== DATASET

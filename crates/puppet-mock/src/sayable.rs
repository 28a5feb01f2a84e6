//! What a mock contact can say, and how it maps to a message type.

use puppet_core::{FileBox, MessageType, MiniProgramPayload, UrlLinkPayload};

use crate::contact::ContactMock;

/// Content passed to [`ContactMock::say`].
#[derive(Debug, Clone, Default, PartialEq)]
pub enum Sayable {
    /// Nothing in particular: a random sentence is generated.
    #[default]
    Nothing,
    /// Plain text. Empty text is treated like [`Sayable::Nothing`].
    Text(String),
    /// A contact card.
    Contact(ContactMock),
    /// A file.
    File(FileBox),
    /// A mini program card.
    MiniProgram(MiniProgramPayload),
    /// A URL card.
    Url(UrlLinkPayload),
}

/// Non-text content stored alongside a message.
#[derive(Debug, Clone, PartialEq)]
pub enum Attachment {
    Contact(ContactMock),
    File(FileBox),
    MiniProgram(MiniProgramPayload),
    Url(UrlLinkPayload),
}

impl Sayable {
    /// Message type this content is sent as.
    pub fn message_type(&self) -> MessageType {
        match self {
            Self::Contact(_) => MessageType::Contact,
            Self::File(file) => classify_file(file),
            Self::MiniProgram(_) => MessageType::MiniProgram,
            Self::Url(_) => MessageType::Url,
            Self::Text(_) | Self::Nothing => MessageType::Text,
        }
    }

    /// The text to send, if any was supplied.
    pub fn text(&self) -> Option<&str> {
        match self {
            Self::Text(text) if !text.is_empty() => Some(text.as_str()),
            _ => None,
        }
    }

    /// Split off the attachment part of the content.
    pub fn into_attachment(self) -> Option<Attachment> {
        match self {
            Self::Contact(contact) => Some(Attachment::Contact(contact)),
            Self::File(file) => Some(Attachment::File(file)),
            Self::MiniProgram(mini_program) => Some(Attachment::MiniProgram(mini_program)),
            Self::Url(url) => Some(Attachment::Url(url)),
            Self::Text(_) | Self::Nothing => None,
        }
    }
}

/// Message type of a file, from its MIME type or, when that is missing or
/// generic, from its extension.
pub fn classify_file(file: &FileBox) -> MessageType {
    let key = match file.specific_mime_type() {
        Some(mime) => mime.to_ascii_lowercase(),
        None => file.extension().unwrap_or_default(),
    };

    match key.as_str() {
        "image/jpeg" | "image/png" | ".jpg" | ".jpeg" | ".png" => MessageType::Image,
        // mp4 is reported as Audio, not Video.
        "video/mp4" | ".mp4" => MessageType::Audio,
        _ => MessageType::Unknown,
    }
}

impl From<&str> for Sayable {
    fn from(text: &str) -> Self {
        Self::Text(text.to_string())
    }
}

impl From<String> for Sayable {
    fn from(text: String) -> Self {
        Self::Text(text)
    }
}

impl From<Option<String>> for Sayable {
    fn from(text: Option<String>) -> Self {
        text.map(Self::Text).unwrap_or_default()
    }
}

impl From<ContactMock> for Sayable {
    fn from(contact: ContactMock) -> Self {
        Self::Contact(contact)
    }
}

impl From<&ContactMock> for Sayable {
    fn from(contact: &ContactMock) -> Self {
        Self::Contact(contact.clone())
    }
}

impl From<FileBox> for Sayable {
    fn from(file: FileBox) -> Self {
        Self::File(file)
    }
}

impl From<MiniProgramPayload> for Sayable {
    fn from(mini_program: MiniProgramPayload) -> Self {
        Self::MiniProgram(mini_program)
    }
}

impl From<UrlLinkPayload> for Sayable {
    fn from(url: UrlLinkPayload) -> Self {
        Self::Url(url)
    }
}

====

Search the entries for the string "ContactMock" and return each line where it turns up.

use crate::contact::ContactMock;
/// Content passed to [`ContactMock::say`].
    Contact(ContactMock),
    Contact(ContactMock),
impl From<ContactMock> for Sayable {
    fn from(contact: ContactMock) -> Self {
impl From<&ContactMock> for Sayable {
    fn from(contact: &ContactMock) -> Self {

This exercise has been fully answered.